Please copy exactly the lines that run from the start of the entries to the line containing "component's convex hull.", inclusive.
Start of Dataset
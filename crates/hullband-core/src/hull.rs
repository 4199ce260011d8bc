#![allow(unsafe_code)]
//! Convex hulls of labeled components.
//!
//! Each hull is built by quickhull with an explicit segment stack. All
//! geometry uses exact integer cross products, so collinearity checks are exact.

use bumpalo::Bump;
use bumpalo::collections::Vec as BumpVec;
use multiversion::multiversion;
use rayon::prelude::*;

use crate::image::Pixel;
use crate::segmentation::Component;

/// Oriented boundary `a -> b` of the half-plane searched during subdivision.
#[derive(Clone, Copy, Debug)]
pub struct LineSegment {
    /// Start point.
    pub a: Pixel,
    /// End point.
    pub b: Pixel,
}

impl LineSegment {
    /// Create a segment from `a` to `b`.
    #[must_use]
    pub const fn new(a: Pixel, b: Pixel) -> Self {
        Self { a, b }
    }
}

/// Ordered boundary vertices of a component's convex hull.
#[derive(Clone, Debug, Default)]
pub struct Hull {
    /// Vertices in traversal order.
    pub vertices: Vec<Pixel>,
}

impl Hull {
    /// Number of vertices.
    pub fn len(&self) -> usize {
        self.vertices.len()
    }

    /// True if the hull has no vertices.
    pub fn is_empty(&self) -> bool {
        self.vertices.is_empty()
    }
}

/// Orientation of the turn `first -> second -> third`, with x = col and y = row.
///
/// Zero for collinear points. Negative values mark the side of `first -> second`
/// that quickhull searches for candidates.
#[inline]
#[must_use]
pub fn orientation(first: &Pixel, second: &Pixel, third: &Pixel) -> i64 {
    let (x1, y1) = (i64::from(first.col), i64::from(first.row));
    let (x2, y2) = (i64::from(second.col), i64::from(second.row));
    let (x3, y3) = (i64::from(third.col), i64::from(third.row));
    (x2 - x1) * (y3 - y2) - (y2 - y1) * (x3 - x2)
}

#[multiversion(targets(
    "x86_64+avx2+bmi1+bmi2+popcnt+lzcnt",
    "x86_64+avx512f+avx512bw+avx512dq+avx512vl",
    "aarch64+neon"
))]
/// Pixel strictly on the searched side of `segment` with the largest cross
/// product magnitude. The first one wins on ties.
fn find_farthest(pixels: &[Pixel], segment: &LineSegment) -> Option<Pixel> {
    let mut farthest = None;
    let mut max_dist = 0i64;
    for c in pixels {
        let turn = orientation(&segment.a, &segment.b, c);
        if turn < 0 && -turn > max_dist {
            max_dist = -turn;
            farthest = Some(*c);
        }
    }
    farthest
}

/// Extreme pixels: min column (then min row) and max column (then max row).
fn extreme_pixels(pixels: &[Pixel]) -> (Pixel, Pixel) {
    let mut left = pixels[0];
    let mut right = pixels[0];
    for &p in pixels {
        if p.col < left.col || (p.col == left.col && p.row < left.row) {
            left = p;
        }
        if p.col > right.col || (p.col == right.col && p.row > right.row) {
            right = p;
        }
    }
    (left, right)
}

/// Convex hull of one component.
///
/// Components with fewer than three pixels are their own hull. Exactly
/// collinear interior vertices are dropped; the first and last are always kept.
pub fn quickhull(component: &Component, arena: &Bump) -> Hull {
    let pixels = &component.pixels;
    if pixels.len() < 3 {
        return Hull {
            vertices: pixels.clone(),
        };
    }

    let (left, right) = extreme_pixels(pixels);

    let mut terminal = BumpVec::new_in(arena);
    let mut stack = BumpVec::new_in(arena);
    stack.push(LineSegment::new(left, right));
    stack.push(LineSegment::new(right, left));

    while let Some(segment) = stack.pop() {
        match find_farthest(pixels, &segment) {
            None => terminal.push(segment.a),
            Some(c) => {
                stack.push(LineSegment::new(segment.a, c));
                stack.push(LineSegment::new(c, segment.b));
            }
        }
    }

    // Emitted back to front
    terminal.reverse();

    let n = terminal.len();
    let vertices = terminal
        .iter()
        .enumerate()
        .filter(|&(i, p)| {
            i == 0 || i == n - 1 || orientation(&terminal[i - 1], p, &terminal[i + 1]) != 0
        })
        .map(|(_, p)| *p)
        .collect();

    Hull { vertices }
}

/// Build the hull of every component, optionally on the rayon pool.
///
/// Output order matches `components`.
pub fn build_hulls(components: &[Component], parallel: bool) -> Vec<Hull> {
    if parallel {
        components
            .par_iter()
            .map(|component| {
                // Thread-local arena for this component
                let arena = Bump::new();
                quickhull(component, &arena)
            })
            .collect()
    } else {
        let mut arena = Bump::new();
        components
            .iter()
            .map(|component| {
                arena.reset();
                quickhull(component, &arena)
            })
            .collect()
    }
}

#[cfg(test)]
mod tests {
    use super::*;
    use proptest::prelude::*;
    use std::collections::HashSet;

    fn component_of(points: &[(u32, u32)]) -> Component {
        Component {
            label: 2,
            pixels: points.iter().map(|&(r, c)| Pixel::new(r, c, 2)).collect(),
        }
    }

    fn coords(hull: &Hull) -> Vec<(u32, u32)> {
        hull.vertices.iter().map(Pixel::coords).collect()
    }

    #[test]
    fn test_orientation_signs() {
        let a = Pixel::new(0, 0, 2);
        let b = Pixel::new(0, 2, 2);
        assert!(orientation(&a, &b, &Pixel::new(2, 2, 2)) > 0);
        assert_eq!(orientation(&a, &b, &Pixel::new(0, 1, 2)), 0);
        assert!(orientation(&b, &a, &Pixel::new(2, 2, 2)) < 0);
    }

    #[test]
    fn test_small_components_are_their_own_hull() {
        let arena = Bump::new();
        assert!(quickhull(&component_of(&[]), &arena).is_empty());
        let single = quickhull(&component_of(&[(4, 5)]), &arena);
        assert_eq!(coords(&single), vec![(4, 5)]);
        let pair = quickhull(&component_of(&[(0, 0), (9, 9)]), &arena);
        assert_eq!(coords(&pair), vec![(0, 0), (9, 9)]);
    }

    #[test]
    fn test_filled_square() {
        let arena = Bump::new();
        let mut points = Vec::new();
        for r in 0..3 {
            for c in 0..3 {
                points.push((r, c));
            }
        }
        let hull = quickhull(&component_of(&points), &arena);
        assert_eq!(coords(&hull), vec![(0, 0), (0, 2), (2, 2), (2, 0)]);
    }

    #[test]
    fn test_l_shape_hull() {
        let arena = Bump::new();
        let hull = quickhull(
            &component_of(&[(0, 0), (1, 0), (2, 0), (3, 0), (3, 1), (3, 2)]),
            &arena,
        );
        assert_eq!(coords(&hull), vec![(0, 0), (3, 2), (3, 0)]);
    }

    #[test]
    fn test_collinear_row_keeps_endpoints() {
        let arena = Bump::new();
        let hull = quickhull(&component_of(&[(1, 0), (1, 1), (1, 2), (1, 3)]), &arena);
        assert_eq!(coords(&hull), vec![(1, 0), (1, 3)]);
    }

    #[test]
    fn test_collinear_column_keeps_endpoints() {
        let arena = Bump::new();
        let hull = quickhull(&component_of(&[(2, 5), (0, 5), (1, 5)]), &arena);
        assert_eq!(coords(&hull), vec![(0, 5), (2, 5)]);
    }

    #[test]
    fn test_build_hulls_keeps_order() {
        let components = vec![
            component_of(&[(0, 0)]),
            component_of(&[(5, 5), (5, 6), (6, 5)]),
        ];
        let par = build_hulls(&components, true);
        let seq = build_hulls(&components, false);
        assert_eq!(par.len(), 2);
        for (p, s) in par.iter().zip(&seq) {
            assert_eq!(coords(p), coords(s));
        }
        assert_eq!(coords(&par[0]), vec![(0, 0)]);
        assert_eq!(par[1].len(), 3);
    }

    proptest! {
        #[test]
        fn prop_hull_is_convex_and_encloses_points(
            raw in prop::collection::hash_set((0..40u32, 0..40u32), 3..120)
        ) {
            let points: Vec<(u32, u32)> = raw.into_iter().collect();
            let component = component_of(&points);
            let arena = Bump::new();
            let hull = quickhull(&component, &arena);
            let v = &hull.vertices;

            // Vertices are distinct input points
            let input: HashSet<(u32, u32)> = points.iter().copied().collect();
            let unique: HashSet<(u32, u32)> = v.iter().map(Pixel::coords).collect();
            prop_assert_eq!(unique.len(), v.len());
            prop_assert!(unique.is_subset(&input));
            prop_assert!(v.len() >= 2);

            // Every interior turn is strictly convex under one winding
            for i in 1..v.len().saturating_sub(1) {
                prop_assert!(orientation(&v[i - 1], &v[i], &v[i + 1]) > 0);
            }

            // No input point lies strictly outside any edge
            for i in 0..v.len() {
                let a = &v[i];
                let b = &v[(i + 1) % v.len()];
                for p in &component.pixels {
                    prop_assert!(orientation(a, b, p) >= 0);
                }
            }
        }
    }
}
End of Dataset
**Reply to the task:**
filename crates/hullband-core/src/hull.rs
repository 4199ce260011d8bc
#![allow(unsafe_code)]
//! Convex hulls of labeled components.
//!
//! Each hull is built by quickhull with an explicit segment stack. All
//! geometry uses exact integer cross products, so collinearity checks are exact.

use bumpalo::Bump;
use bumpalo::collections::Vec as BumpVec;
use multiversion::multiversion;
use rayon::prelude::*;

use crate::image::Pixel;
use crate::segmentation::Component;

/// Oriented boundary `a -> b` of the half-plane searched during subdivision.
#[derive(Clone, Copy, Debug)]
pub struct LineSegment {
    /// Start point.
    pub a: Pixel,
    /// End point.
    pub b: Pixel,
}

impl LineSegment {
    /// Create a segment from `a` to `b`.
    #[must_use]
    pub const fn new(a: Pixel, b: Pixel) -> Self {
        Self { a, b }
    }
}

/// Ordered boundary vertices of a component's convex hull.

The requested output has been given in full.